──────── LISTED RECORDS

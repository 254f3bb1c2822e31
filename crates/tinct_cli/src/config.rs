//! Tinct configuration file handling

use anyhow::{Context, Result};
use serde::{Deserialize, Serialize};
use std::fs;
use std::path::{Path, PathBuf};

pub const CONFIG_FILE: &str = "tinct.toml";

/// Top-level Tinct configuration (tinct.toml)
#[derive(Debug, Default, PartialEq, Eq, Deserialize, Serialize)]
pub struct TinctConfig {
    #[serde(default)]
    pub registry: RegistryConfig,
    #[serde(default)]
    pub storage: StorageConfig,
}

/// Where registry items are written and served from
#[derive(Debug, PartialEq, Eq, Deserialize, Serialize)]
pub struct RegistryConfig {
    /// Public base URL of the hosted registry files
    #[serde(default = "default_registry_url")]
    pub url: String,
    /// Output directory for `tinct registry`
    #[serde(default = "default_registry_output")]
    pub output: PathBuf,
}

fn default_registry_url() -> String {
    "https://tinct.dev/r".to_string()
}

fn default_registry_output() -> PathBuf {
    PathBuf::from("public/r")
}

impl Default for RegistryConfig {
    fn default() -> Self {
        Self {
            url: default_registry_url(),
            output: default_registry_output(),
        }
    }
}

/// Persisted editor state location
#[derive(Debug, PartialEq, Eq, Deserialize, Serialize)]
pub struct StorageConfig {
    #[serde(default = "default_storage_dir")]
    pub dir: PathBuf,
}

fn default_storage_dir() -> PathBuf {
    PathBuf::from(".tinct")
}

impl Default for StorageConfig {
    fn default() -> Self {
        Self {
            dir: default_storage_dir(),
        }
    }
}

impl TinctConfig {
    /// Load configuration from a file or a directory containing tinct.toml.
    ///
    /// A missing file yields the defaults.
    pub fn load(path: &Path) -> Result<Self> {
        let config_path = if path.is_dir() {
            path.join(CONFIG_FILE)
        } else {
            path.to_path_buf()
        };

        if !config_path.exists() {
            tracing::debug!("no {} found, using defaults", config_path.display());
            return Ok(Self::default());
        }

        let content = fs::read_to_string(&config_path)
            .with_context(|| format!("Failed to read {}", config_path.display()))?;

        let config: TinctConfig = toml::from_str(&content)
            .with_context(|| format!("Failed to parse {}", config_path.display()))?;

        Ok(config)
    }

    /// Serialize to TOML string
    pub fn to_toml(&self) -> Result<String> {
        toml::to_string_pretty(self).context("Failed to serialize config")
    }
}

#[cfg(test)]
mod tests {
    use super::*;

    #[test]
    fn missing_file_gives_defaults() {
        let dir = tempfile::tempdir().unwrap();
        let config = TinctConfig::load(dir.path()).unwrap();
        assert_eq!(config, TinctConfig::default());
        assert_eq!(config.storage.dir, PathBuf::from(".tinct"));
    }

    #[test]
    fn partial_file_fills_defaults() {
        let dir = tempfile::tempdir().unwrap();
        fs::write(
            dir.path().join(CONFIG_FILE),
            "[registry]\nurl = \"https://themes.example.com/r\"\n",
        )
        .unwrap();

        let config = TinctConfig::load(dir.path()).unwrap();
        assert_eq!(config.registry.url, "https://themes.example.com/r");
        assert_eq!(config.registry.output, PathBuf::from("public/r"));
        assert_eq!(config.storage, StorageConfig::default());
    }

    #[test]
    fn explicit_file_path_and_round_trip() {
        let dir = tempfile::tempdir().unwrap();
        let path = dir.path().join("custom.toml");
        let mut config = TinctConfig::default();
        config.storage.dir = PathBuf::from("state");
        fs::write(&path, config.to_toml().unwrap()).unwrap();

        assert_eq!(TinctConfig::load(&path).unwrap(), config);
    }

    #[test]
    fn invalid_toml_is_an_error() {
        let dir = tempfile::tempdir().unwrap();
        let path = dir.path().join(CONFIG_FILE);
        fs::write(&path, "[registry\n").unwrap();
        assert!(TinctConfig::load(&path).is_err());
    }
}
//! Tinct Theme Pipeline
//!
//! Design tokens for shadcn-style themes: a closed token schema with light and
//! dark values, a preset catalog, and the conversions that turn an edited theme
//! into CSS custom properties and back.
//!
//! # Overview
//!
//! - **Tokens**: [`TokenKey`] names every CSS variable, [`ThemeTokenSet`] holds
//!   one complete value set per mode
//! - **Presets**: [`presets()`] is the built-in catalog; [`preset_styles`]
//!   resolves a name into complete light/dark sets
//! - **Colors**: [`convert_color`] renders any supported literal as HSL, OKLCH,
//!   RGB or hex for Tailwind 3 or 4
//! - **Contrast**: [`contrast_ratio`] and [`contrast_report`] measure WCAG
//!   ratios between token pairs
//! - **Shadows**: [`build_shadow_map`] derives the eight-step shadow scale
//! - **Code**: [`generate_code`] emits the stylesheet, [`parse_css_input`]
//!   reads one back
//! - **Editor**: [`ThemeEditor`] owns the edited state; [`storage`] persists it
//!
//! # Quick Start
//!
//! ```rust
//! use tinct_theme::{generate_code, ColorFormat, TailwindVersion, ThemeEditor, TokenKey};
//!
//! let mut editor = ThemeEditor::new();
//! editor.apply_preset("zinc");
//! editor.update_token(TokenKey::Radius, "0.5rem");
//!
//! let css = generate_code(editor.state(), ColorFormat::Oklch, TailwindVersion::V4);
//! assert!(css.contains("--radius: 0.5rem;"));
//! ```
//!
//! # Failure model
//!
//! Color conversion and contrast measurement never fail: unparseable input is
//! echoed back (or measured as `"1.00"`) and logged with `tracing`. The
//! `try_*` variants expose the underlying [`ColorError`] when callers need to
//! tell a fallback from a real result. Only the JSON entry points, CSS import
//! validation and storage return [`ThemeError`].

pub mod codegen;
pub mod color;
pub mod contrast;
pub mod error;
pub mod import;
pub mod presets;
pub mod registry;
pub mod share;
pub mod state;
pub mod storage;
pub mod theme;
pub mod tokens;

// Re-export commonly used types
pub use codegen::{generate_code, generate_code_from_json, generate_styles_code};
pub use color::{
    convert_color, format_color, format_fixed, parse_color, try_convert_color, ColorFormat, Soft,
    TailwindVersion,
};
pub use contrast::{contrast_ratio, contrast_report, try_contrast_ratio, ContrastCheck, ContrastLevel};
pub use error::{ColorError, ImportError, Result, ThemeError};
pub use import::{parse_css_input, validate_css_input, ImportedTokens};
pub use presets::{preset, preset_styles, presets, ThemePreset, DEFAULT_PRESET};
pub use registry::{registry_item, write_registry, RegistryItem};
pub use share::{install_command, take_theme_param, PackageManager};
pub use state::{EditorCommand, ThemeEditor};
pub use storage::{FileStore, KeyValueStore, MemoryStore, Preferences};
pub use theme::{ThemeEditorState, ThemeMode, ThemeStyles};
pub use tokens::*;
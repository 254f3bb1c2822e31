//! Stylesheet code generation
//!
//! Renders the editor state as CSS custom properties: a `:root` block for
//! light mode, a `.dark` block for dark mode and, for Tailwind 4, an
//! `@theme inline` block aliasing every token.

use crate::color::{convert_color, ColorFormat, TailwindVersion};
use crate::theme::{ThemeEditorState, ThemeMode, ThemeStyles};
use crate::tokens::{
    build_shadow_map, ShadowToken, TokenKey, TokenKind, DEFAULT_LETTER_SPACING, DEFAULT_SPACING,
};

/// Tracking scale emitted when letter spacing is customized, as offsets from
/// `--tracking-normal`
const TRACKING_SCALE: [(&str, &str); 6] = [
    ("tracking-tighter", "calc(var(--tracking-normal) - 0.05em)"),
    ("tracking-tight", "calc(var(--tracking-normal) - 0.025em)"),
    ("tracking-normal", "var(--tracking-normal)"),
    ("tracking-wide", "calc(var(--tracking-normal) + 0.025em)"),
    ("tracking-wider", "calc(var(--tracking-normal) + 0.05em)"),
    ("tracking-widest", "calc(var(--tracking-normal) + 0.1em)"),
];

const RADIUS_SCALE: [(&str, &str); 4] = [
    ("radius-sm", "calc(var(--radius) - 4px)"),
    ("radius-md", "calc(var(--radius) - 2px)"),
    ("radius-lg", "var(--radius)"),
    ("radius-xl", "calc(var(--radius) + 4px)"),
];

const BODY_LETTER_SPACING: &str = "body {\n  letter-spacing: var(--tracking-normal);\n}";

/// Generate the stylesheet for an editor state
pub fn generate_code(
    state: &ThemeEditorState,
    format: ColorFormat,
    version: TailwindVersion,
) -> String {
    generate_styles_code(&state.styles, format, version)
}

/// Generate the stylesheet from an untrusted JSON editor state.
///
/// Fails with [`crate::ThemeError::MalformedStyles`] when `styles.light` or
/// `styles.dark` is missing.
pub fn generate_code_from_json(
    state: &serde_json::Value,
    format: ColorFormat,
    version: TailwindVersion,
) -> crate::Result<String> {
    let styles = state.get("styles").ok_or_else(|| {
        crate::ThemeError::MalformedStyles("missing light or dark mode".to_string())
    })?;
    let styles = ThemeStyles::from_value(styles)?;
    Ok(generate_styles_code(&styles, format, version))
}

/// Generate the stylesheet for a light/dark style pair
pub fn generate_styles_code(
    styles: &ThemeStyles,
    format: ColorFormat,
    version: TailwindVersion,
) -> String {
    let mut blocks = vec![
        mode_block(styles, ThemeMode::Light, format, version),
        mode_block(styles, ThemeMode::Dark, format, version),
    ];
    if version == TailwindVersion::V4 {
        blocks.push(theme_inline_block(styles));
    }
    if has_custom_tracking(styles) {
        blocks.push(BODY_LETTER_SPACING.to_string());
    }
    blocks.join("\n\n")
}

fn has_custom_tracking(styles: &ThemeStyles) -> bool {
    styles.light.letter_spacing != DEFAULT_LETTER_SPACING
}

fn mode_block(
    styles: &ThemeStyles,
    mode: ThemeMode,
    format: ColorFormat,
    version: TailwindVersion,
) -> String {
    let tokens = styles.mode(mode);
    let mut out = format!("{} {{", mode.selector());

    for key in TokenKey::of_kind(TokenKind::Color) {
        let value = convert_color(tokens.get(key), format, version);
        declare(&mut out, key.name(), &value);
    }
    for key in TokenKey::of_kind(TokenKind::Font) {
        declare(&mut out, key.name(), tokens.get(key));
    }
    declare(&mut out, TokenKey::Radius.name(), &tokens.radius);
    for (name, value) in build_shadow_map(styles, mode).iter() {
        declare(&mut out, name, value);
    }

    if mode == ThemeMode::Light {
        if has_custom_tracking(styles) {
            out.push('\n');
            declare(&mut out, "tracking-normal", &tokens.letter_spacing);
        }
        if tokens.spacing != DEFAULT_SPACING {
            declare(&mut out, "spacing", &tokens.spacing);
        }
    }

    out.push_str("\n}");
    out
}

fn theme_inline_block(styles: &ThemeStyles) -> String {
    let mut out = String::from("@theme inline {");

    for key in TokenKey::of_kind(TokenKind::Color) {
        alias(&mut out, &format!("color-{}", key.name()), key.name());
    }

    out.push('\n');
    for name in ["font-sans", "font-mono", "font-serif"] {
        alias(&mut out, name, name);
    }

    out.push('\n');
    for (name, value) in RADIUS_SCALE {
        declare(&mut out, name, value);
    }
    for token in ShadowToken::ALL {
        alias(&mut out, token.name(), token.name());
    }

    if has_custom_tracking(styles) {
        out.push('\n');
        for (name, value) in TRACKING_SCALE {
            declare(&mut out, name, value);
        }
    }

    out.push_str("\n}");
    out
}

fn declare(out: &mut String, name: &str, value: &str) {
    out.push_str(&format!("\n  --{name}: {value};"));
}

fn alias(out: &mut String, name: &str, target: &str) {
    out.push_str(&format!("\n  --{name}: var(--{target});"));
}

────────────────

Could you output, exactly and with nothing else, the lines from the start of the records through the line containing "#[derive(Debug, Default, PartialEq, Eq, Deserialize, Serialize)]"?

WRITTEN ANSWER:
repository 254f3bb1c2822e31
filename crates/tinct_cli/src/config.rs
//! Tinct configuration file handling

use anyhow::{Context, Result};
use serde::{Deserialize, Serialize};
use std::fs;
use std::path::{Path, PathBuf};

pub const CONFIG_FILE: &str = "tinct.toml";

/// Top-level Tinct configuration (tinct.toml)
#[derive(Debug, Default, PartialEq, Eq, Deserialize, Serialize)]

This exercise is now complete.